The last six weeks have been simultaneously the hardest and most professionally and personally rewarding of my life.
I am part of the second wave of NHS volunteers deployed to Sierra Leone as part of the UK government response to the Ebola epidemic and growing humanitarian crisis in West Africa.
As a renal and general medical doctor back home, I’m used to being able to offer our patients the best life saving drugs and cutting edge treatments, so adapting to work in a resource-limited setting for the first time was a real challenge.
The situation in Sierra Leone is dire. The fragile economy present before the epidemic has been destroyed - made worse by falling literacy levels and failing infrastructure as schools and hospitals close.
In the midst of this, our group of 20 doctors, nurses and paramedics were deployed to a town in north central Sierra Leone called Makeni, to set up, open and operate a 100-bed Ebola Treatment Centre funded by the Department for International Development and run by the NGO International Medical Corps.
Our training stood us in good stead, but nothing could have prepared me for the experiences and the sights I have seen during this time.
Very little is known about this devastating disease, and the treatments we offer have little evidence beyond supporting patients cardiovascular systems and treating co-existing infections such as malaria, which is endemic in West Africa.
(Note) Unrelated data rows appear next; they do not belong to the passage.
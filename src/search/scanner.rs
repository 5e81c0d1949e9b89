//! Posting list scanning with lazy deletion.

use ahash::AHashSet;

use crate::index::inverted_index::InvertedIndex;
use crate::index::posting::PostingId;
use crate::index::trie::NodeId;
use crate::index::types::DocId;

/// Walk the posting list headed at `node` once, unlinking stale entries.
///
/// Any posting whose document is in `removed` is physically unlinked: the
/// node's posting head is advanced when the first entry dies, otherwise the
/// previous survivor's next-link skips it. The excision outlives the query;
/// later queries over the same term never see the removed entries again.
///
/// Returns the ids of the surviving postings in list order. Their count is
/// the term's document frequency. With no removed set the pass performs no
/// membership checks and every posting survives.
pub fn scan_postings(
    index: &mut InvertedIndex,
    node: NodeId,
    removed: Option<&AHashSet<DocId>>,
) -> Vec<PostingId> {
    let mut survivors = Vec::new();
    let mut prev: Option<PostingId> = None;
    let mut current = index.trie.node(node).posting_head;

    while let Some(id) = current {
        let posting = index.postings.get(id);
        let next = posting.next;
        let dead = removed.is_some_and(|set| set.contains(&posting.doc_id));

        if dead {
            match prev {
                None => index.trie.node_mut(node).posting_head = next,
                Some(prev_id) => index.postings.get_mut(prev_id).next = next,
            }
        } else {
            survivors.push(id);
            prev = Some(id);
        }

        current = next;
    }

    survivors
}
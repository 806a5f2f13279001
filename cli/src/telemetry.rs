//! Usage telemetry
//!
//! Events are best effort: a sink that fails never affects a deploy.

use async_trait::async_trait;
use chrono::{DateTime, Utc};
use serde::Serialize;
use serde_json::Value;
use tracing::debug;
use uuid::Uuid;

use crate::errors::CliError;
use crate::filesys::file::File;

/// One telemetry record
#[derive(Debug, Clone, Serialize)]
pub struct TelemetryEvent {
    pub session_id: Uuid,
    pub timestamp: DateTime<Utc>,
    pub event: String,
    #[serde(skip_serializing_if = "Option::is_none")]
    pub data: Option<Value>,
}

/// Destination for telemetry events
#[async_trait]
pub trait TelemetrySink: Send + Sync {
    async fn record(&self, event: &str, data: Option<Value>) -> Result<(), CliError>;
}

/// Record an event, swallowing sink failures
pub async fn record_event(sink: &dyn TelemetrySink, event: &str, data: Option<Value>) {
    if let Err(e) = sink.record(event, data).await {
        debug!("Dropping telemetry event {}: {}", event, e);
    }
}

/// Discards everything
#[derive(Debug, Default)]
pub struct NoopTelemetry;

#[async_trait]
impl TelemetrySink for NoopTelemetry {
    async fn record(&self, _event: &str, _data: Option<Value>) -> Result<(), CliError> {
        Ok(())
    }
}

/// Appends events as JSON lines to a local file
#[derive(Debug)]
pub struct FileTelemetry {
    file: File,
    session_id: Uuid,
}

impl FileTelemetry {
    pub fn new(file: File) -> Self {
        Self {
            file,
            session_id: Uuid::new_v4(),
        }
    }
}

#[async_trait]
impl TelemetrySink for FileTelemetry {
    async fn record(&self, event: &str, data: Option<Value>) -> Result<(), CliError> {
        let record = TelemetryEvent {
            session_id: self.session_id,
            timestamp: Utc::now(),
            event: event.to_string(),
            data,
        };
        self.file.append_line(&serde_json::to_string(&record)?).await
    }
}
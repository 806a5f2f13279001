//! Async building blocks: bounded polling, bounded parallelism, rate limiting

pub mod poller;
pub mod rate_limiter;
pub mod runner;
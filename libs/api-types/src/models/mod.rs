//! API models

pub mod deploy;
pub mod error;
pub mod github;
pub mod project;
pub mod user;

pub use deploy::*;
pub use error::*;
pub use github::*;
pub use project::*;
pub use user::*;
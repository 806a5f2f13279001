//! Storage layout configuration

use std::path::PathBuf;

use crate::filesys::dir::Dir;
use crate::filesys::file::File;

/// Name of the per-project and per-user state directories
pub const STATE_DIR_NAME: &str = ".siteship";

/// Per-user state, `~/.siteship` by default
#[derive(Debug, Clone)]
pub struct StateLayout {
    /// Base directory for all user state
    pub base_dir: PathBuf,
}

impl StateLayout {
    pub fn new(base_dir: impl Into<PathBuf>) -> Self {
        Self {
            base_dir: base_dir.into(),
        }
    }

    /// Get the settings file path
    pub fn settings_file(&self) -> File {
        File::new(self.base_dir.join("settings.json"))
    }

    /// Get the telemetry log path
    pub fn telemetry_file(&self) -> File {
        File::new(self.base_dir.join("telemetry.jsonl"))
    }
}

impl Default for StateLayout {
    fn default() -> Self {
        let base_dir = dirs::home_dir()
            .unwrap_or_else(|| PathBuf::from("."))
            .join(STATE_DIR_NAME);
        Self::new(base_dir)
    }
}

/// Layout of the project being deployed
#[derive(Debug, Clone, PartialEq, Eq)]
pub struct ProjectLayout {
    /// Source root
    pub root: PathBuf,

    /// Build output root
    pub output: PathBuf,

    /// Explicit deploy config location, overriding the default
    pub deploy_config: Option<PathBuf>,
}

impl ProjectLayout {
    pub fn new(root: impl Into<PathBuf>, output: impl Into<PathBuf>) -> Self {
        Self {
            root: root.into(),
            output: output.into(),
            deploy_config: None,
        }
    }

    pub fn root_dir(&self) -> Dir {
        Dir::new(&self.root)
    }

    pub fn output_dir(&self) -> Dir {
        Dir::new(&self.output)
    }

    fn state_dir(&self) -> Dir {
        Dir::new(self.root.join(STATE_DIR_NAME))
    }

    /// Build cache, which may not exist
    pub fn cache_dir(&self) -> Dir {
        self.state_dir().subdir("cache")
    }

    /// Persisted deploy target, `<root>/.siteship/deploy.json` by default
    pub fn deploy_config_file(&self) -> File {
        match &self.deploy_config {
            Some(path) => File::new(path),
            None => self.state_dir().file("deploy.json"),
        }
    }

    /// Manifest written by the build pipeline
    pub fn build_manifest_file(&self) -> File {
        self.cache_dir().file("_build.json")
    }
}

impl Default for ProjectLayout {
    fn default() -> Self {
        Self::new("src", "dist")
    }
}
//! User and workspace models

use serde::{Deserialize, Serialize};

/// Response of `GET /cli/user`
#[derive(Debug, Clone, PartialEq, Eq, Serialize, Deserialize)]
pub struct CurrentUser {
    pub id: String,
    pub login: String,
    #[serde(default)]
    pub name: Option<String>,
    #[serde(default)]
    pub email: Option<String>,
    #[serde(default)]
    pub workspaces: Vec<Workspace>,
}

/// A workspace the user belongs to
#[derive(Debug, Clone, PartialEq, Eq, Serialize, Deserialize)]
pub struct Workspace {
    pub id: String,
    pub login: String,
    pub name: String,
    /// Membership role: `owner`, `member`, `viewer`, ...
    pub role: String,
    #[serde(default)]
    pub tier: Option<String>,
}

impl Workspace {
    /// Only owners and members may create projects and deploys
    pub fn can_deploy(&self) -> bool {
        matches!(self.role.as_str(), "owner" | "member")
    }

    /// Display label, e.g. `Acme Corp (@acme)`
    pub fn label(&self) -> String {
        format!("{} (@{})", self.name, self.login)
    }
}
Bear in mind all of our care takes place in 30C heat in full protective equipment.
As well as the constant anxiety around personal safety, the biggest worry for me was getting used to working with children. Especially as we know that when children under the age of five contract Ebola the mortality rate is very high – it’s a death sentence.
This would prove even harder for me due to the limits on the treatments available to us. Hopefully over the coming weeks I can share some of these frustrations, as well as the beautiful moments that come with sending survivors back home to their families.
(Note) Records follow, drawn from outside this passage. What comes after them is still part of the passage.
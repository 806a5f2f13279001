//! Directory operations

use std::path::{Path, PathBuf};
use std::time::SystemTime;

use tokio::fs;

use crate::errors::CliError;

/// A directory wrapper with path
#[derive(Debug, Clone, PartialEq, Eq)]
pub struct Dir {
    path: PathBuf,
}

impl Dir {
    /// Create a new directory reference
    pub fn new(path: impl Into<PathBuf>) -> Self {
        Self { path: path.into() }
    }

    /// Get the directory path
    pub fn path(&self) -> &Path {
        &self.path
    }

    /// Get a file within this directory
    pub fn file(&self, name: &str) -> crate::filesys::file::File {
        crate::filesys::file::File::new(self.path.join(name))
    }

    /// Get a subdirectory
    pub fn subdir(&self, name: &str) -> Dir {
        Dir::new(self.path.join(name))
    }

    /// Recursively list files, as `/` separated paths relative to this
    /// directory, sorted. Fails with a NotFound io error if the directory
    /// is missing.
    pub async fn walk_files(&self, skip_hidden_dirs: bool) -> Result<Vec<String>, CliError> {
        let mut files = Vec::new();
        self.walk(skip_hidden_dirs, |path, _| {
            files.push(path.to_string());
        })
        .await?;
        files.sort();
        Ok(files)
    }

    /// Oldest and newest modification time over all files below this
    /// directory. `None` when the directory holds no files.
    pub async fn mtime_range(
        &self,
        skip_hidden_dirs: bool,
    ) -> Result<Option<(SystemTime, SystemTime)>, CliError> {
        let mut range: Option<(SystemTime, SystemTime)> = None;
        self.walk(skip_hidden_dirs, |_, modified| {
            range = Some(match range {
                None => (modified, modified),
                Some((min, max)) => (min.min(modified), max.max(modified)),
            });
        })
        .await?;
        Ok(range)
    }

    async fn walk<F>(&self, skip_hidden_dirs: bool, mut visit: F) -> Result<(), CliError>
    where
        F: FnMut(&str, SystemTime),
    {
        let mut pending = vec![(self.path.clone(), String::new())];

        while let Some((dir, prefix)) = pending.pop() {
            let mut entries = fs::read_dir(&dir).await?;
            while let Some(entry) = entries.next_entry().await? {
                let name = entry.file_name().to_string_lossy().to_string();
                let relative = if prefix.is_empty() {
                    name.clone()
                } else {
                    format!("{}/{}", prefix, name)
                };
                let metadata = entry.metadata().await?;
                if metadata.is_dir() {
                    if skip_hidden_dirs && name.starts_with('.') {
                        continue;
                    }
                    pending.push((entry.path(), relative));
                } else if metadata.is_file() {
                    visit(&relative, metadata.modified()?);
                }
            }
        }

        Ok(())
    }
}
//! API key resolution and storage

use secrecy::{ExposeSecret, SecretString};

use crate::errors::CliError;
use crate::filesys::file::File;
use crate::storage::settings::{load_settings, save_settings, Settings};

pub const TOKEN_ENV_VAR: &str = "SITESHIP_TOKEN";

/// Where an API key came from
#[derive(Debug, Clone, Copy, PartialEq, Eq)]
pub enum KeySource {
    Env,
    File,
    Login,
}

impl KeySource {
    pub fn describe(&self) -> String {
        match self {
            KeySource::Env => format!("the {} environment variable", TOKEN_ENV_VAR),
            KeySource::File => "the settings file".to_string(),
            KeySource::Login => "login".to_string(),
        }
    }
}

/// An API key and its source
#[derive(Debug)]
pub struct ApiKey {
    key: SecretString,
    source: KeySource,
}

impl ApiKey {
    pub fn new(key: impl Into<String>, source: KeySource) -> Self {
        Self {
            key: SecretString::from(key.into()),
            source,
        }
    }

    pub fn expose(&self) -> &str {
        self.key.expose_secret()
    }

    pub fn source(&self) -> KeySource {
        self.source
    }
}

impl Clone for ApiKey {
    fn clone(&self) -> Self {
        Self::new(self.expose().to_string(), self.source)
    }
}

/// The environment wins over the settings file. Empty values count as unset.
pub fn resolve_api_key(settings: &Settings, env_value: Option<String>) -> Option<ApiKey> {
    if let Some(key) = env_value.filter(|k| !k.trim().is_empty()) {
        return Some(ApiKey::new(key.trim(), KeySource::Env));
    }
    settings
        .api_key
        .as_deref()
        .filter(|k| !k.trim().is_empty())
        .map(|k| ApiKey::new(k.trim(), KeySource::File))
}

/// Persist a key into the settings file, keeping other settings
pub async fn store_api_key(settings_file: &File, key: &ApiKey) -> Result<(), CliError> {
    let mut settings = load_settings(settings_file).await?;
    settings.api_key = Some(key.expose().to_string());
    save_settings(settings_file, &settings).await
}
The personal stories are the ones that will stay with me forever – for good and bad reasons.
The inherently caring nature of the Sierra Leonean people means that close family members care for victims of the disease when they are unwell.
Unfortunately, this is the point when patients are at their most infective - leading to the heartbreaking situation where carers then contract Ebola resulting in a self-propagating spiral of whole families, and communities, being devastated.
Because of this, a crucial part of our role is gaining the trust of the community. They need to be able to trust us and know that if they come to us for help they will be cared for and we will do everything we can to get them home safe to their families whilst isolating them to stop the spread of Ebola.
Another large part of our role was training the national nurses, who will form the backbone of the team as different international staff come and go.
As well as patient stories, we also have to live with the reality that the nurses come from areas where Ebola is rife. Every one of them has lost friends and family members, and we frequently have situations where we lose them for a 21-day quarantine period if someone close to them becomes infected.
I hope that this blog will help to share some of the realities and bring home the seriousness of this epidemic.
I also hope that by hearing about the success stories and happy moments, people will realise that the UK government and a group of highly motivated and dedicated NHS volunteers are making a genuine difference on personal and community levels.